GERMANIA – Presso il tribunale di Luneburg è stato avviato oggi il processo nei confronti di Oskar Groning, ufficiale novantatreenne arruolato, nel corso della seconda guerra mondiale, con le truppe del Reich. L’accusa che, dopo settant’anni dalla conclusione del conflitto, gli è stata notificata è di complicità allo sterminio di 300mila ebrei all’interno del campo di concentramento di Auschwitz. L’uomo, ad oggi ha già ammesso la sua colpevolezza morale rispetto quei crimini efferati.

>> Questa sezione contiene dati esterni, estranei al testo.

use shared::error::{AppError, ErrorCode};
use shared::order::InvalidTransition;
use thiserror::Error;

use crate::db::retry::StoreError;

/// Lifecycle errors
#[derive(Debug, Error)]
pub enum OrderError {
    #[error("{message}")]
    Validation { field: &'static str, message: String },

    #[error("User not found: {0}")]
    UserNotFound(i64),

    #[error("Shop not found: {0}")]
    ShopNotFound(i64),

    #[error("Transaction not found: {0}")]
    OrderNotFound(i64),

    #[error(transparent)]
    InvalidTransition(#[from] InvalidTransition),

    #[error("{0}")]
    Forbidden(&'static str),

    #[error("Transaction {0} was modified concurrently")]
    Conflict(i64),

    #[error("Storage error: {0}")]
    Store(#[from] StoreError),
}

impl OrderError {
    pub fn validation(field: &'static str, message: impl Into<String>) -> Self {
        OrderError::Validation {
            field,
            message: message.into(),
        }
    }

    pub fn missing(field: &'static str) -> Self {
        Self::validation(field, format!("Missing {field}"))
    }
}

impl From<OrderError> for AppError {
    fn from(err: OrderError) -> Self {
        match err {
            OrderError::Validation { field, message } => AppError::validation(field, message),
            OrderError::UserNotFound(id) => {
                AppError::new(ErrorCode::UserNotFound).with_detail("user_id", id)
            }
            OrderError::ShopNotFound(id) => {
                AppError::new(ErrorCode::ShopNotFound).with_detail("shop_id", id)
            }
            OrderError::OrderNotFound(id) => {
                AppError::new(ErrorCode::OrderNotFound).with_detail("transaction_id", id)
            }
            OrderError::InvalidTransition(t) => {
                AppError::invalid_transition(t.from.as_str(), t.to.as_str())
            }
            OrderError::Forbidden(msg) => AppError::forbidden(msg),
            OrderError::Conflict(id) => {
                AppError::new(ErrorCode::OrderConflict).with_detail("transaction_id", id)
            }
            OrderError::Store(StoreError::Timeout) => AppError::new(ErrorCode::UpstreamTimeout),
            OrderError::Store(e @ StoreError::Database(_)) => {
                tracing::error!(error = %e, "Order storage error");
                AppError::new(ErrorCode::DatabaseError)
            }
        }
    }
}
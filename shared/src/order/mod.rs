//! Order lifecycle types shared by server and clients

pub mod status;

pub use status::{InvalidTransition, OrderStatus, UnknownStatus};
//! Application state for labaride-server

use std::sync::Arc;

use sqlx::PgPool;
use sqlx::postgres::PgPoolOptions;

use crate::auth::RateLimiter;
use crate::config::Config;
use crate::db::orders::PgOrderStore;
use crate::db::retry::RetryPolicy;
use crate::live::{Fanout, RoomHub};
use crate::orders::OrderLifecycle;

type BoxError = Box<dyn std::error::Error + Send + Sync>;

/// Shared application state
#[derive(Clone)]
pub struct AppState {
    /// PostgreSQL connection pool
    pub pool: PgPool,
    /// HS256 secret for user tokens
    pub jwt_secret: String,
    pub jwt_expiry_hours: i64,
    /// Realtime room membership
    pub rooms: RoomHub,
    /// Order state machine + fan-out
    pub lifecycle: OrderLifecycle,
    /// Rate limiter for login/signup routes
    pub rate_limiter: RateLimiter,
    /// Outbound queue size per realtime session
    pub ws_session_buffer: usize,
}

impl AppState {
    /// Connect, run migrations and wire the lifecycle core
    pub async fn new(config: &Config) -> Result<Self, BoxError> {
        let pool = PgPoolOptions::new()
            .max_connections(config.db_max_connections)
            .acquire_timeout(config.db_timeout)
            .connect(&config.database_url)
            .await?;

        sqlx::migrate!("./migrations").run(&pool).await?;
        tracing::info!("Database migrations applied");

        Ok(Self::with_pool(pool, config))
    }

    pub fn with_pool(pool: PgPool, config: &Config) -> Self {
        let rooms = RoomHub::new();
        let store = PgOrderStore::new(
            pool.clone(),
            RetryPolicy::new(config.db_timeout, config.db_retries),
        );
        let lifecycle = OrderLifecycle::new(Arc::new(store), Fanout::new(rooms.clone()));

        Self {
            pool,
            jwt_secret: config.jwt_secret.clone(),
            jwt_expiry_hours: config.jwt_expiry_hours,
            rooms,
            lifecycle,
            rate_limiter: RateLimiter::new(),
            ws_session_buffer: config.ws_session_buffer,
        }
    }
}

Conosciuto come “il contabile di Auschwitz “, Groning ha ammesso il suo ruolo nella gestione e nel conteggio dei soldi e dei beni confiscati ai prigionieri una volta deportati all’interno del campo. Inoltre ha confermato la consapevolezza di tutti i crimini commessi dai suoi commilitoni anche se nega ogni suo ruolo diretto nel genocidio.

Al processo, che si protrarrà almeno fino al 29 luglio, prenderanno parte 55 parti civili, sopravvissuti o familiari delle vittime. Nel caso in cui Groning dovesse essere giudicato colpevole potrebbe ricevere una condanna che potrebbe arrivare fino a 15 anni di carcere.